> **GOAL OF THE EXERCISE**
Search the listing for the word "never" and say how many lines have it, nothing besides.

> **MATERIAL PROVIDED**

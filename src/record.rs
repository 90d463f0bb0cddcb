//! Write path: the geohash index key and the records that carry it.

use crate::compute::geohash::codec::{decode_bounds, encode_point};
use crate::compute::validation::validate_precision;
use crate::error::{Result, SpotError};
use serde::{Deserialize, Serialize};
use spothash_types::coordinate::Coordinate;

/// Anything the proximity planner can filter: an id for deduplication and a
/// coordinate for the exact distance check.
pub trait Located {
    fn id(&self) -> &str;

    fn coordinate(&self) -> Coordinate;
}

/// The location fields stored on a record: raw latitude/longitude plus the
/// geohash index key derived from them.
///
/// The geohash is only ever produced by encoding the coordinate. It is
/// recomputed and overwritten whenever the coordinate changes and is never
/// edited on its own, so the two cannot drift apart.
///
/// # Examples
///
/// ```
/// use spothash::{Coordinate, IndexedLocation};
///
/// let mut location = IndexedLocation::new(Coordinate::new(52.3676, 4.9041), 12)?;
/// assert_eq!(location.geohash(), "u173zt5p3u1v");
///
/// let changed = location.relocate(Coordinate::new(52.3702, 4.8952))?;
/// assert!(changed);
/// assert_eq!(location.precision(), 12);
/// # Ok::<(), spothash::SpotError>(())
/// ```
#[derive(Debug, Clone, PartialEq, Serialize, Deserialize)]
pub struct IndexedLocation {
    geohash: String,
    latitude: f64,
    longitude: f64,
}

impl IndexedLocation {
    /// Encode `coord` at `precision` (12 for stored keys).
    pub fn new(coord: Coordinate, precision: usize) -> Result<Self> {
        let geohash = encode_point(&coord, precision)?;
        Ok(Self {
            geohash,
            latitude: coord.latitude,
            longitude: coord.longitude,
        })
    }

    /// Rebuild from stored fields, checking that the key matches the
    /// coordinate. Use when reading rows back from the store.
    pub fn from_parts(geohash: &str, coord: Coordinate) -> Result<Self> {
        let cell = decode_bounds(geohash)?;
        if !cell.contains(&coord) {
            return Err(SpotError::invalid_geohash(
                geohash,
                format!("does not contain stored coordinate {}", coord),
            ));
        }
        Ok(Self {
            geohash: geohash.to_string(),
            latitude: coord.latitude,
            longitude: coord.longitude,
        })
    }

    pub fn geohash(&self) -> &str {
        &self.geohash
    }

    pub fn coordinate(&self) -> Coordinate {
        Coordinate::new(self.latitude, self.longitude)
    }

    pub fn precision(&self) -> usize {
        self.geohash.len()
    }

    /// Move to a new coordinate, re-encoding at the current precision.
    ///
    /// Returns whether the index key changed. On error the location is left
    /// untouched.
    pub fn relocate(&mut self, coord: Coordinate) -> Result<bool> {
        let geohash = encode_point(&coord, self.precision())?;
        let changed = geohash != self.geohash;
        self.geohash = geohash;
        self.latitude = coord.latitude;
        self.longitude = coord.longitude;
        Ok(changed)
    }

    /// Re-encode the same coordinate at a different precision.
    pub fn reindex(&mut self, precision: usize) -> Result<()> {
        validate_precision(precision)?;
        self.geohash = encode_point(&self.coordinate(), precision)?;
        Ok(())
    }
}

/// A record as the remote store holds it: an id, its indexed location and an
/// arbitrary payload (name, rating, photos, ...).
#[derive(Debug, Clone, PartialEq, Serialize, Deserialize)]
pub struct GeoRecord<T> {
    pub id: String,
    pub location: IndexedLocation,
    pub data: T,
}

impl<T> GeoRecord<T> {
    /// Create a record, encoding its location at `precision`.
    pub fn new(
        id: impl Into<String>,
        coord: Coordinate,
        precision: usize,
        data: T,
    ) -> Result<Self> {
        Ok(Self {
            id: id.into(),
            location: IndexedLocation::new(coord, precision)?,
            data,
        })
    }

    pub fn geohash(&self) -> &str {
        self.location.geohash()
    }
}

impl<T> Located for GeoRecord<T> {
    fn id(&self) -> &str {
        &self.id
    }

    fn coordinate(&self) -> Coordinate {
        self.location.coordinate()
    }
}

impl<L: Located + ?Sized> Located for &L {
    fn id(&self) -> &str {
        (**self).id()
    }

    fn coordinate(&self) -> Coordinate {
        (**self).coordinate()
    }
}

---

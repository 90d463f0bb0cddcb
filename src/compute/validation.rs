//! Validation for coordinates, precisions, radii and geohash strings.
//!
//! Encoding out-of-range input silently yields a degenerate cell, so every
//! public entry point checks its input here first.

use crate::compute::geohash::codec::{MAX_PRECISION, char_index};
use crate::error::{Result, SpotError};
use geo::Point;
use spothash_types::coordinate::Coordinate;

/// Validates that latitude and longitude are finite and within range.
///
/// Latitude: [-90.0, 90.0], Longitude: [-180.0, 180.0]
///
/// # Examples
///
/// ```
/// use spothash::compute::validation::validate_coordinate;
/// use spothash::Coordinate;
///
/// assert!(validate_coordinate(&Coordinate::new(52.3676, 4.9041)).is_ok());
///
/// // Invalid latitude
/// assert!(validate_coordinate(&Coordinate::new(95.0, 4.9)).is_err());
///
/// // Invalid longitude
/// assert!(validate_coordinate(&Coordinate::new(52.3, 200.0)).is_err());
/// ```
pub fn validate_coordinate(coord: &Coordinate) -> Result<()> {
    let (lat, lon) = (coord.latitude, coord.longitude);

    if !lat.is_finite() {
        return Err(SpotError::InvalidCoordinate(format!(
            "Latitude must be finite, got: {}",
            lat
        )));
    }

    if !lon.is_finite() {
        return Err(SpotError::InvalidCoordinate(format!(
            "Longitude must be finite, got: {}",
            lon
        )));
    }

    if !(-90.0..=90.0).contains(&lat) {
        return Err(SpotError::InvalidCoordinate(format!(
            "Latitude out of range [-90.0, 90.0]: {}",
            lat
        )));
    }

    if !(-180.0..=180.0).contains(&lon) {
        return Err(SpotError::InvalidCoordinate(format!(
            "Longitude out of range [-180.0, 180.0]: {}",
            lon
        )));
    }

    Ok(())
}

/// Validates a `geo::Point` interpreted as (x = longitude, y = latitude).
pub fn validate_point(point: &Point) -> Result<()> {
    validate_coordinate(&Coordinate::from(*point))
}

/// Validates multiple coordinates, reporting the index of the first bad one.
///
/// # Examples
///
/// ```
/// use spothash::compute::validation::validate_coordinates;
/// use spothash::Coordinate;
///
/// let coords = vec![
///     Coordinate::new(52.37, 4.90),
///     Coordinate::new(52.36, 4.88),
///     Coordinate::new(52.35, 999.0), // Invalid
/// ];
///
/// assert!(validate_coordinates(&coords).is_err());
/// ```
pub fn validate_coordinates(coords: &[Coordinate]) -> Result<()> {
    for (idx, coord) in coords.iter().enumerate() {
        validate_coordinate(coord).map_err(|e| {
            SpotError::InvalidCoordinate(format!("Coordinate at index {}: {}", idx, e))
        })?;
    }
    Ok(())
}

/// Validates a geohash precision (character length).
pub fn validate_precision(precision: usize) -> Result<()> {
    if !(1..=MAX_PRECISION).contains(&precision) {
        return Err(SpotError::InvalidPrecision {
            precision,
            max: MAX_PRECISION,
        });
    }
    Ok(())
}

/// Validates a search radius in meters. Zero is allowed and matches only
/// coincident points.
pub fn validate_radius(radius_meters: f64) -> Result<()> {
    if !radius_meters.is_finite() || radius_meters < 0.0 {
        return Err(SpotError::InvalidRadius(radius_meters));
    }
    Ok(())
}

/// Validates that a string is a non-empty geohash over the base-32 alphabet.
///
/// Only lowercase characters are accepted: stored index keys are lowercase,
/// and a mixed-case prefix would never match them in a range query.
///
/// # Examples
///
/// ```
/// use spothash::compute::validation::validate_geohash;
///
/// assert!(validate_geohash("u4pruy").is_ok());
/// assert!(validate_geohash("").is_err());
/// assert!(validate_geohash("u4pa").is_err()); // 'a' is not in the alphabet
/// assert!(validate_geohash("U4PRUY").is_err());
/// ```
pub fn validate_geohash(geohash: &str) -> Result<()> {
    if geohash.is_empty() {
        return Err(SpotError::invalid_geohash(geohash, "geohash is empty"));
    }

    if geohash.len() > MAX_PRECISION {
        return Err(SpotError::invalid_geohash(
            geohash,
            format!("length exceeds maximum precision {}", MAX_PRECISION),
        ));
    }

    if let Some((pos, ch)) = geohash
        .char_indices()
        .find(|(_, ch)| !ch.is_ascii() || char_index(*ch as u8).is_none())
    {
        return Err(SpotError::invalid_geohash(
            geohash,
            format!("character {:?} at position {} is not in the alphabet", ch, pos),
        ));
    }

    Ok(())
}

> **WRITTEN ANSWER**
2